■ Task brief ■
Within the records below, reproduce without change the lines from the line that has "the last clear." through the line that has "self.retrieve_excluding(id, rect)", and only those.

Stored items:
==========
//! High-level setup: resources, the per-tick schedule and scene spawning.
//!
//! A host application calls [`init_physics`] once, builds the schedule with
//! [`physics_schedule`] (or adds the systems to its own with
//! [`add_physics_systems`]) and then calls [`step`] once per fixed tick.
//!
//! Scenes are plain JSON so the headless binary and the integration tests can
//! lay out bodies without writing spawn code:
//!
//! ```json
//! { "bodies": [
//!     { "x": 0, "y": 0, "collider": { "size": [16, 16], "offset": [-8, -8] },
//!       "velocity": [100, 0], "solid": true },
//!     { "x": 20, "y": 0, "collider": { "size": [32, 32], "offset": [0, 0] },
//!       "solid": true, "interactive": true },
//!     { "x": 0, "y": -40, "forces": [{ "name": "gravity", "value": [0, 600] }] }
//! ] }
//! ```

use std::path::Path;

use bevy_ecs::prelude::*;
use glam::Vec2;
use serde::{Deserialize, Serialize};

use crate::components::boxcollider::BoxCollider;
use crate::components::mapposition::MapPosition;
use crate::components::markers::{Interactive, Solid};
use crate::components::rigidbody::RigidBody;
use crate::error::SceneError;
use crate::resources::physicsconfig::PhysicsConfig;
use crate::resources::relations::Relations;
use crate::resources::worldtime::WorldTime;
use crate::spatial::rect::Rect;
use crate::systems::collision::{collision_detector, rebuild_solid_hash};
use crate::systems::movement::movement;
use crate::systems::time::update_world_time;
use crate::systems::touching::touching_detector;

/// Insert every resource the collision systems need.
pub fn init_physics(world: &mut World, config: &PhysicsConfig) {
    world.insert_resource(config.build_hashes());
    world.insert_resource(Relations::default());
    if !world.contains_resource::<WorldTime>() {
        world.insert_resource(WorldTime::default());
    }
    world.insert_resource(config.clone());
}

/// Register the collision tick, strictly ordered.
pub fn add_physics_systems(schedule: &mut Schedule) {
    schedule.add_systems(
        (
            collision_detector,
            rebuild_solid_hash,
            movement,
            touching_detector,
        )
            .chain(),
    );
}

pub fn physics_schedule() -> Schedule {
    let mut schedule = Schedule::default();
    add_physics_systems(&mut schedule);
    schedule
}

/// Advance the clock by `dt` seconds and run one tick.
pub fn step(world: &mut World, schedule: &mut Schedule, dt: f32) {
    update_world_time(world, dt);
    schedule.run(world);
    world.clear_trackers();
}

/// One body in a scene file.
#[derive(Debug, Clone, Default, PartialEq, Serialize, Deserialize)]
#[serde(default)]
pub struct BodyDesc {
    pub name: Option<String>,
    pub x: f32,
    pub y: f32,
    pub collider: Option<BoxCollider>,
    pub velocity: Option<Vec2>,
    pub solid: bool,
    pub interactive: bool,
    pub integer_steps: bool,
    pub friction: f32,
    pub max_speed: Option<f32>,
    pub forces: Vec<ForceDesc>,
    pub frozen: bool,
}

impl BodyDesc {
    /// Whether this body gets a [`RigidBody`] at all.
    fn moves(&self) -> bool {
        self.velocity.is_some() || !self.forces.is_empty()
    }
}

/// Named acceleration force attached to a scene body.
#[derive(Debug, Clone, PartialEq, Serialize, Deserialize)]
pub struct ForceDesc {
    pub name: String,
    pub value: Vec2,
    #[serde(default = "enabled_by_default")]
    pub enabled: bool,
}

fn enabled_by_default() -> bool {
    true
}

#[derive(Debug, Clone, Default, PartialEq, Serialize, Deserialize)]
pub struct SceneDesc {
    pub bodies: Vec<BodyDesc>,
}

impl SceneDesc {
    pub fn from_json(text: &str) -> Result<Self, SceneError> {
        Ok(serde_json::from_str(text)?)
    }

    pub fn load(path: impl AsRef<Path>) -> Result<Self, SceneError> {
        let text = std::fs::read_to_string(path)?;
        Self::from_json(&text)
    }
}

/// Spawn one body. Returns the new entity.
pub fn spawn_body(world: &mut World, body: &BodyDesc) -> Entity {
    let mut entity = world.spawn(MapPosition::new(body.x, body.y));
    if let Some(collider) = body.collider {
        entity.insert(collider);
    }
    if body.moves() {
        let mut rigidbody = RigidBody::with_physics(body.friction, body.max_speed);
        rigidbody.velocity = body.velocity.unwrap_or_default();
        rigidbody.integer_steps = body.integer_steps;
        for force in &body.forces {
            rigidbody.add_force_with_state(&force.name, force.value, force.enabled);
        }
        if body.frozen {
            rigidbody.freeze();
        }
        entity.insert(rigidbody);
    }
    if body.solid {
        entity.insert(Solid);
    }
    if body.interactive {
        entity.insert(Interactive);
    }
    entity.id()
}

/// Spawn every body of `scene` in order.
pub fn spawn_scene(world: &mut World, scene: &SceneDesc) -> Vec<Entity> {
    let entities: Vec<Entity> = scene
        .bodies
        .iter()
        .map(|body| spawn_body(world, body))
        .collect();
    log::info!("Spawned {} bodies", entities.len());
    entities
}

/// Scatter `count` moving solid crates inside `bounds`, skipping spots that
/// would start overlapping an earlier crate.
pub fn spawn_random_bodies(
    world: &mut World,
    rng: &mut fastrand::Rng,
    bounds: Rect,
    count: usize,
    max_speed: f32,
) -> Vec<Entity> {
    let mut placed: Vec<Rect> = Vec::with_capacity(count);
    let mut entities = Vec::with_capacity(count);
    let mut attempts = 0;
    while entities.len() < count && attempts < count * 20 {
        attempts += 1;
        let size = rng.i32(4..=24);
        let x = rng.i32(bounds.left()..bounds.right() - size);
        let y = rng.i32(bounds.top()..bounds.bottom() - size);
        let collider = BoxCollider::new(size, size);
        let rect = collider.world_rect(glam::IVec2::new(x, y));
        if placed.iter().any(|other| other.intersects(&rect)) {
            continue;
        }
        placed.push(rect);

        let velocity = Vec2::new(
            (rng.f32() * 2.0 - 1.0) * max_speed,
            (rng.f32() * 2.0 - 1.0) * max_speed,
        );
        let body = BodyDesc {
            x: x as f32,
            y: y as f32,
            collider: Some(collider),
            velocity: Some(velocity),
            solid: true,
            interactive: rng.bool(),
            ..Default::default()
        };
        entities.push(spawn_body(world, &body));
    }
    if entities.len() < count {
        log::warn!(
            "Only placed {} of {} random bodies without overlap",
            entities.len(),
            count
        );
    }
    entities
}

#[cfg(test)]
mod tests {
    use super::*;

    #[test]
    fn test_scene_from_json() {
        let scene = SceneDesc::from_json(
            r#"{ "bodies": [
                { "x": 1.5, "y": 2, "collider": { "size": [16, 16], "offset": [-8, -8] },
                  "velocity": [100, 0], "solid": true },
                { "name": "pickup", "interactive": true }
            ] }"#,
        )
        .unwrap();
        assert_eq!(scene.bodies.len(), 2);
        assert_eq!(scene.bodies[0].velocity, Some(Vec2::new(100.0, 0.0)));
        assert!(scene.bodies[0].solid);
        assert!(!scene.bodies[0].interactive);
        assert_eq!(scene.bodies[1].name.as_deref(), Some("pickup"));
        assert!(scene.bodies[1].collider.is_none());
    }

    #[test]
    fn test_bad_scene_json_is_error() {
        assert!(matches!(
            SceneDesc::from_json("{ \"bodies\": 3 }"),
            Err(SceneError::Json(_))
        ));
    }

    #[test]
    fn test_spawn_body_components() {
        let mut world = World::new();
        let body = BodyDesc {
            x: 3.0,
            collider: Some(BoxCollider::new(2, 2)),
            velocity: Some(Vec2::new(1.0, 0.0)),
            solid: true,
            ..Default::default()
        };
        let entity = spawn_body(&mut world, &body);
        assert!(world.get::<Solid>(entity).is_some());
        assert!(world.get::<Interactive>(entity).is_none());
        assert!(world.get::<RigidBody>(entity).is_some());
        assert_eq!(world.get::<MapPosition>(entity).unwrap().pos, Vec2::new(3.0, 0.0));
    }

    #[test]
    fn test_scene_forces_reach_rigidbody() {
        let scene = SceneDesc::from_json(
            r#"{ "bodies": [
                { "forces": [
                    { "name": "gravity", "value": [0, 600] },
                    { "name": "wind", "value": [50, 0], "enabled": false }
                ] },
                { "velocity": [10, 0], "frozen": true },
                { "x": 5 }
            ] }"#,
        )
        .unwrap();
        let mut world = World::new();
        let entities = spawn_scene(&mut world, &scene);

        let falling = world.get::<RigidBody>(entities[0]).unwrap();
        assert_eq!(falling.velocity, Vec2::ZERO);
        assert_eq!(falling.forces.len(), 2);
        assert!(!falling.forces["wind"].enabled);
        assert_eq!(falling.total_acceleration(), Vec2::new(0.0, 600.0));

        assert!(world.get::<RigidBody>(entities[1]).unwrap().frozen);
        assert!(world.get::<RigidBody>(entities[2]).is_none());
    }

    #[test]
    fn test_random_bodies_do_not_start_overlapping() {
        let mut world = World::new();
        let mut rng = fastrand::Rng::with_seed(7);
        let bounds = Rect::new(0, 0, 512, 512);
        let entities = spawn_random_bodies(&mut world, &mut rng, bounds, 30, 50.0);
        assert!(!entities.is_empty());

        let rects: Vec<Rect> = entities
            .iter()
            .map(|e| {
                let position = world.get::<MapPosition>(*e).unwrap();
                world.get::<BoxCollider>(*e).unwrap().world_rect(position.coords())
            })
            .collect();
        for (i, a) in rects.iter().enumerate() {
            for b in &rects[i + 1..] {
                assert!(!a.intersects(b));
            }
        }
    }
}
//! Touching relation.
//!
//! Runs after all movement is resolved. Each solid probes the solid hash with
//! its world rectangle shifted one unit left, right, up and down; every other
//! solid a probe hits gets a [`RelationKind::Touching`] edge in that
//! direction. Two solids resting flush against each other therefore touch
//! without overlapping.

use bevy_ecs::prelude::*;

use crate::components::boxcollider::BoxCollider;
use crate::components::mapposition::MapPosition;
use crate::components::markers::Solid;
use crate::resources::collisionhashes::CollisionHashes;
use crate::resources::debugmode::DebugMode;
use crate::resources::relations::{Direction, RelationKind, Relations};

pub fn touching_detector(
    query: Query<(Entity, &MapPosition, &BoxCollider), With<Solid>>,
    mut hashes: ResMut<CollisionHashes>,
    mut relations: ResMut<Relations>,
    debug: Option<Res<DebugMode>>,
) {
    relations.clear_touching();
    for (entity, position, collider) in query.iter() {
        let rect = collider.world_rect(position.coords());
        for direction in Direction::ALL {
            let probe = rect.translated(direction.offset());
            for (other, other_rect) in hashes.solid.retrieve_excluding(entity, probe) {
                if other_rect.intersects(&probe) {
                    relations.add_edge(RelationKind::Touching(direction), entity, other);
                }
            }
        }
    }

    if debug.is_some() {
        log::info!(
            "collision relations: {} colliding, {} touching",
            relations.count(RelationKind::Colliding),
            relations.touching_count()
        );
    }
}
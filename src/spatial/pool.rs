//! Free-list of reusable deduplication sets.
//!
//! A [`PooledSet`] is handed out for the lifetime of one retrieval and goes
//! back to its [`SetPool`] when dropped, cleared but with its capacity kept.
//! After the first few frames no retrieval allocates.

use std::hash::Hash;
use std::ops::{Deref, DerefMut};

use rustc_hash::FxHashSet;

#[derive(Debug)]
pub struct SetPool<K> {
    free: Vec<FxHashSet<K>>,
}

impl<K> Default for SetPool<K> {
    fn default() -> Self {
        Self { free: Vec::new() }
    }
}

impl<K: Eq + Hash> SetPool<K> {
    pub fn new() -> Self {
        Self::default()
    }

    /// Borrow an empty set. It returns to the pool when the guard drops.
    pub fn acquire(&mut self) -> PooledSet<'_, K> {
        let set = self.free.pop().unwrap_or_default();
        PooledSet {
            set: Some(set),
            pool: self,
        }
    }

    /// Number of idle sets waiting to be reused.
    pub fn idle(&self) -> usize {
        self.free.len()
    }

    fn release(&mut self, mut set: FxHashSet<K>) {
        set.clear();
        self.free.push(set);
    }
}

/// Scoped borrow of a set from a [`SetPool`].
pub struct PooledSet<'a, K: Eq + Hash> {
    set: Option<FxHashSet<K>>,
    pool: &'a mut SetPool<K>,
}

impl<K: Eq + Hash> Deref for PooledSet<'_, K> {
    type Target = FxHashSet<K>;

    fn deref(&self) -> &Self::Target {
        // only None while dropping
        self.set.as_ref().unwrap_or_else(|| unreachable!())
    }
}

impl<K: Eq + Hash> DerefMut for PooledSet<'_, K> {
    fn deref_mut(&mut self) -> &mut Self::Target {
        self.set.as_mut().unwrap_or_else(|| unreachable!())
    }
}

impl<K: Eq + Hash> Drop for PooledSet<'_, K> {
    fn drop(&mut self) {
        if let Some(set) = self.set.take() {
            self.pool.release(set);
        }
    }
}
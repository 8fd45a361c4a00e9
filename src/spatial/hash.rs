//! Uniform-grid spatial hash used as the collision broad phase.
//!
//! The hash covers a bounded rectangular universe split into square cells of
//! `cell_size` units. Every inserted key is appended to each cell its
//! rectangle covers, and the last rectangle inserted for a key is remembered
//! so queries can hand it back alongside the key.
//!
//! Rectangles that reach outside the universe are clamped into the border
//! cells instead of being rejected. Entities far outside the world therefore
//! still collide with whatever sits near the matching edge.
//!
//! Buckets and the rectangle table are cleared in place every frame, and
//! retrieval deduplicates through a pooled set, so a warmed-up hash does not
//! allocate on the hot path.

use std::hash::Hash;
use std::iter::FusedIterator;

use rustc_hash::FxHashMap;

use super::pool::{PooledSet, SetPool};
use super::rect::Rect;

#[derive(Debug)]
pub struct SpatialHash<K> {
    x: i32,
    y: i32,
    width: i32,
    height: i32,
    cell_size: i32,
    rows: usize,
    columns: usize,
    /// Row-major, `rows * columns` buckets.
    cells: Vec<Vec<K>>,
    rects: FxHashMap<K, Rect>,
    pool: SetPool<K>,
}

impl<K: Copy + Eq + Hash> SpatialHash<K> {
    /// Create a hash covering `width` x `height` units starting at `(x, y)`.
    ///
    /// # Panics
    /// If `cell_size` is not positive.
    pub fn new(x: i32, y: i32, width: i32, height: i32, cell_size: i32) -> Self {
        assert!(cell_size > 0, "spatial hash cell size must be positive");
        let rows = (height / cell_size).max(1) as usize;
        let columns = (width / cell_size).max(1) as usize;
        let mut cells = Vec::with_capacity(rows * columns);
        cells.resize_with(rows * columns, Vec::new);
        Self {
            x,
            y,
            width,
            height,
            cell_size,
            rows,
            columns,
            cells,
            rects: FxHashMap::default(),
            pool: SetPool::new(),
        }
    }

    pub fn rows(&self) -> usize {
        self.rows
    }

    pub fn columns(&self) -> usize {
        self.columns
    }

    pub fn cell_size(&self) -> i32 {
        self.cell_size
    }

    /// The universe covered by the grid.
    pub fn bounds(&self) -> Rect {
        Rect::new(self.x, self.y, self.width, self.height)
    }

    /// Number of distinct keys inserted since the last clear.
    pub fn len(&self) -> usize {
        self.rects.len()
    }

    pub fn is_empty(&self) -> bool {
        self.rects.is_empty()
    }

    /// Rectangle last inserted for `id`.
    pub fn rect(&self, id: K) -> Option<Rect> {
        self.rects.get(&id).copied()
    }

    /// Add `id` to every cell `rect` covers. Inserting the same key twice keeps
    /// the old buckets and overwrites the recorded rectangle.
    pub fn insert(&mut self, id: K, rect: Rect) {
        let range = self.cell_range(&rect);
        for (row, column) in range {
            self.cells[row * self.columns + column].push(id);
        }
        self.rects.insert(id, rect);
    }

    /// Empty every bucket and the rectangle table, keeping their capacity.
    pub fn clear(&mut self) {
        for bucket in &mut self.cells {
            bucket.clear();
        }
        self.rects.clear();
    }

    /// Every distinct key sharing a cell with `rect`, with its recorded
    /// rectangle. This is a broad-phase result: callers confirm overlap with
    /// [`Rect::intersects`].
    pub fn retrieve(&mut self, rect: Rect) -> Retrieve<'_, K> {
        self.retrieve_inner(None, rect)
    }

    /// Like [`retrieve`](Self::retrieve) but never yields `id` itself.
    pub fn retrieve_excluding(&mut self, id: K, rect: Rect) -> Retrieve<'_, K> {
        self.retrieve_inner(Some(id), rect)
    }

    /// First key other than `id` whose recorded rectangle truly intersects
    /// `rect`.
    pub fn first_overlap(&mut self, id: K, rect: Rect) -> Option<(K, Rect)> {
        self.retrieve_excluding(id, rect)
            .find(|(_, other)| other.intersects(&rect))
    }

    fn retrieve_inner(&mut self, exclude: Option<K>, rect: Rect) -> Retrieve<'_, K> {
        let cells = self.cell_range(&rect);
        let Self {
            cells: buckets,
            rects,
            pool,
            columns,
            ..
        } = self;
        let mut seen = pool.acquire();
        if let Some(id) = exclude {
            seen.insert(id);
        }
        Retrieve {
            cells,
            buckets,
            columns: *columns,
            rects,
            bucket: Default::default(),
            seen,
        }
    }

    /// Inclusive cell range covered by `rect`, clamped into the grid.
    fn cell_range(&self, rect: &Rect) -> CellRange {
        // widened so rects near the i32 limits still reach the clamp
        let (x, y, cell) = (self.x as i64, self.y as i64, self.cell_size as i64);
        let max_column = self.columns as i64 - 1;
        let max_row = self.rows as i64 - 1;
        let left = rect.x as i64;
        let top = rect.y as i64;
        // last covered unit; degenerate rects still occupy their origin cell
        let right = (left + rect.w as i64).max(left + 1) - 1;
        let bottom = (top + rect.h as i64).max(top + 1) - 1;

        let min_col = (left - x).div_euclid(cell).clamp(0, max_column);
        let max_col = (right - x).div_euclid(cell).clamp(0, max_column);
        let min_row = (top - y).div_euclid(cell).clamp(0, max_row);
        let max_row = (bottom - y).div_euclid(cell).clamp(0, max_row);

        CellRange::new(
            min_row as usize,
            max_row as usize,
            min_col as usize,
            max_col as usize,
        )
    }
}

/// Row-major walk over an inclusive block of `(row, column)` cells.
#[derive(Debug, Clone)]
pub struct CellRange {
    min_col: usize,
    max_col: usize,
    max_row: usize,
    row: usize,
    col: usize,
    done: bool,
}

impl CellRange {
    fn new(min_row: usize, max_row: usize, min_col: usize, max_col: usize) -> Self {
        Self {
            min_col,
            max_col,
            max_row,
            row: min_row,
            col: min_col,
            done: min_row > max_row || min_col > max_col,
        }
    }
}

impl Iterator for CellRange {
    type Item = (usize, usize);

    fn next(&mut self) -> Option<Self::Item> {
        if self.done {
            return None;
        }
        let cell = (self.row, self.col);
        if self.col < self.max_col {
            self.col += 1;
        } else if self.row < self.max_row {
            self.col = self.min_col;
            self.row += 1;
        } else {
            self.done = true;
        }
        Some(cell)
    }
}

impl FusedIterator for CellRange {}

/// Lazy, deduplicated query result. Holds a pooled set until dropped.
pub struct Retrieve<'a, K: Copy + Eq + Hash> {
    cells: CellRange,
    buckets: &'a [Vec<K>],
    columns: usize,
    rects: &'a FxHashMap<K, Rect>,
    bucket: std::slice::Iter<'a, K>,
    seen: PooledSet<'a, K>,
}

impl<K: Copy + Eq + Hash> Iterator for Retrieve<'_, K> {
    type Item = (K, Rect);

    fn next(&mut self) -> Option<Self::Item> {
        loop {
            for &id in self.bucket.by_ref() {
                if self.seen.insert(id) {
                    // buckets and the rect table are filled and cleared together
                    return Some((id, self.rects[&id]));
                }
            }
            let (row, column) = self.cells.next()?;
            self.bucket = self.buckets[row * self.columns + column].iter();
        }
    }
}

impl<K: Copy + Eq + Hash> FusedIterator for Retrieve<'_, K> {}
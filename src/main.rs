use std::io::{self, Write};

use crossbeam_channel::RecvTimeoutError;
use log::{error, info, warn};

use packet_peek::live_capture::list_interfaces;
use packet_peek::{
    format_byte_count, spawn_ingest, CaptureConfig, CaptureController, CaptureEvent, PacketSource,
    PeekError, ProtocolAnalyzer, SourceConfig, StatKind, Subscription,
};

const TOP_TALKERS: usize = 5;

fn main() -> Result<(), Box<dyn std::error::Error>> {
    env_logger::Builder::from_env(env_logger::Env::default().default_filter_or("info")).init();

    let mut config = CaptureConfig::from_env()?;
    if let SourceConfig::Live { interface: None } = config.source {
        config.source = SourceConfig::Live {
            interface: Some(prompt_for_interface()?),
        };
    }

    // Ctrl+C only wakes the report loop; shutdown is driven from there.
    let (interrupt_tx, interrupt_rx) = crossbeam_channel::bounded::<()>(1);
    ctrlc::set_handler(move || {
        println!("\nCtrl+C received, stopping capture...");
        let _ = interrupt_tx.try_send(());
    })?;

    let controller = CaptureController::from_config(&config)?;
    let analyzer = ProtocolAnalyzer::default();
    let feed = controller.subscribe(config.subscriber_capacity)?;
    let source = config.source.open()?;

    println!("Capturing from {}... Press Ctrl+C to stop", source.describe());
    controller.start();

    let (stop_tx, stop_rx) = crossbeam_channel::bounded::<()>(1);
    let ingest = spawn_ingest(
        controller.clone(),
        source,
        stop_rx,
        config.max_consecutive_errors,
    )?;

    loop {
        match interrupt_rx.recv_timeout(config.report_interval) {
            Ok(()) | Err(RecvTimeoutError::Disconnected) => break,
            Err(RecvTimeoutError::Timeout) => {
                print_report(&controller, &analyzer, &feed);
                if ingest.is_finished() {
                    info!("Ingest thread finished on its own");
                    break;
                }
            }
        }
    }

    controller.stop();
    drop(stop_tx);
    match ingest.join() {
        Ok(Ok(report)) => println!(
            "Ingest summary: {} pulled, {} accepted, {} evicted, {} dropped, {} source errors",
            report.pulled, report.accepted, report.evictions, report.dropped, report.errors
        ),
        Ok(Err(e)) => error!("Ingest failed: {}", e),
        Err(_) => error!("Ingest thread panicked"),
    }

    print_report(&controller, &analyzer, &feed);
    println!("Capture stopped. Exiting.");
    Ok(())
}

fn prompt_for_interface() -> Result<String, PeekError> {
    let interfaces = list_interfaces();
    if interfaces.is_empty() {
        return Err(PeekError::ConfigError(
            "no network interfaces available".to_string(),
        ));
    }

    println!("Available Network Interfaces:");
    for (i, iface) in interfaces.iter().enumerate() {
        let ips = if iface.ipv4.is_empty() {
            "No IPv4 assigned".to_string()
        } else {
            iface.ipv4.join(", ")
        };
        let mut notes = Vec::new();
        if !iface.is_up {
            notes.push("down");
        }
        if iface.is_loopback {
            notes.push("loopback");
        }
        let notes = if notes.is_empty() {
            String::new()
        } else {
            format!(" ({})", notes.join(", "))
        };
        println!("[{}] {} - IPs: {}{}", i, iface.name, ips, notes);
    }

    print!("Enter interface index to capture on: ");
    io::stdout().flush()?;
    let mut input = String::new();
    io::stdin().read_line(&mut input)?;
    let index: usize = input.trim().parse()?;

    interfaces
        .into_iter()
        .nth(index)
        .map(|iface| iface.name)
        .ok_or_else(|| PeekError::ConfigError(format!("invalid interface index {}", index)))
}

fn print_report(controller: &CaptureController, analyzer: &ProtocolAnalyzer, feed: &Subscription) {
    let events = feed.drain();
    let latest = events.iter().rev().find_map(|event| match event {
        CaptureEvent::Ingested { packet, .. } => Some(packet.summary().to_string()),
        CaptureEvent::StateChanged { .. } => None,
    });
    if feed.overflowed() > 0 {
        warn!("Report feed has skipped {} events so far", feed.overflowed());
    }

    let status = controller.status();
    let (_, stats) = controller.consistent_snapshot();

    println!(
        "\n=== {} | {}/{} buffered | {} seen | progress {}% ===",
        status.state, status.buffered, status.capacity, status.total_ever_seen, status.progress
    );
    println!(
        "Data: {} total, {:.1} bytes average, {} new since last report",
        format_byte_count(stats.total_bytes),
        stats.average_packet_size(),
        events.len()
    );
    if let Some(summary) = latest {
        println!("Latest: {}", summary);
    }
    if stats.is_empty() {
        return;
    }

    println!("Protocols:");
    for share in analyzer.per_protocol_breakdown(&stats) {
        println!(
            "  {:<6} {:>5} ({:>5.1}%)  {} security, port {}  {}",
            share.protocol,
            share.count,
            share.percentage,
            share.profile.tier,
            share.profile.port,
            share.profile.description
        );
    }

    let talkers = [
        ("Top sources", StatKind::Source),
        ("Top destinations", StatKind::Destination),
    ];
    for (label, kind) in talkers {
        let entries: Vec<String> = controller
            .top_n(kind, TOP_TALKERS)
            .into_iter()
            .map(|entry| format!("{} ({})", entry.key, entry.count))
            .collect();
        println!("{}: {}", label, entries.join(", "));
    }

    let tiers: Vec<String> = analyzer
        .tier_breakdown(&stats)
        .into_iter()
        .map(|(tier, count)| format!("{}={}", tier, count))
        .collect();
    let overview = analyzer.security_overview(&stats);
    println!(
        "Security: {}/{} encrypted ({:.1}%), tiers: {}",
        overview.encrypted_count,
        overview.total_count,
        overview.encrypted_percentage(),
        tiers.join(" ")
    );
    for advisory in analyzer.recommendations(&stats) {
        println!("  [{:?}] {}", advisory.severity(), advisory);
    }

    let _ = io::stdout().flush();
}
==========
■ Task response ■
    /// Number of distinct keys inserted since the last clear.
    pub fn len(&self) -> usize {
        self.rects.len()
    }

    pub fn is_empty(&self) -> bool {
        self.rects.is_empty()
    }

    /// Rectangle last inserted for `id`.
    pub fn rect(&self, id: K) -> Option<Rect> {
        self.rects.get(&id).copied()
    }

    /// Add `id` to every cell `rect` covers. Inserting the same key twice keeps
    /// the old buckets and overwrites the recorded rectangle.
    pub fn insert(&mut self, id: K, rect: Rect) {
        let range = self.cell_range(&rect);
        for (row, column) in range {
            self.cells[row * self.columns + column].push(id);
        }
        self.rects.insert(id, rect);
    }

    /// Empty every bucket and the rectangle table, keeping their capacity.
    pub fn clear(&mut self) {
        for bucket in &mut self.cells {
            bucket.clear();
        }
        self.rects.clear();
    }

    /// Every distinct key sharing a cell with `rect`, with its recorded
    /// rectangle. This is a broad-phase result: callers confirm overlap with
    /// [`Rect::intersects`].
    pub fn retrieve(&mut self, rect: Rect) -> Retrieve<'_, K> {
        self.retrieve_inner(None, rect)
    }

    /// Like [`retrieve`](Self::retrieve) but never yields `id` itself.
    pub fn retrieve_excluding(&mut self, id: K, rect: Rect) -> Retrieve<'_, K> {
        self.retrieve_inner(Some(id), rect)
    }

    /// First key other than `id` whose recorded rectangle truly intersects
    /// `rect`.
    pub fn first_overlap(&mut self, id: K, rect: Rect) -> Option<(K, Rect)> {
        self.retrieve_excluding(id, rect)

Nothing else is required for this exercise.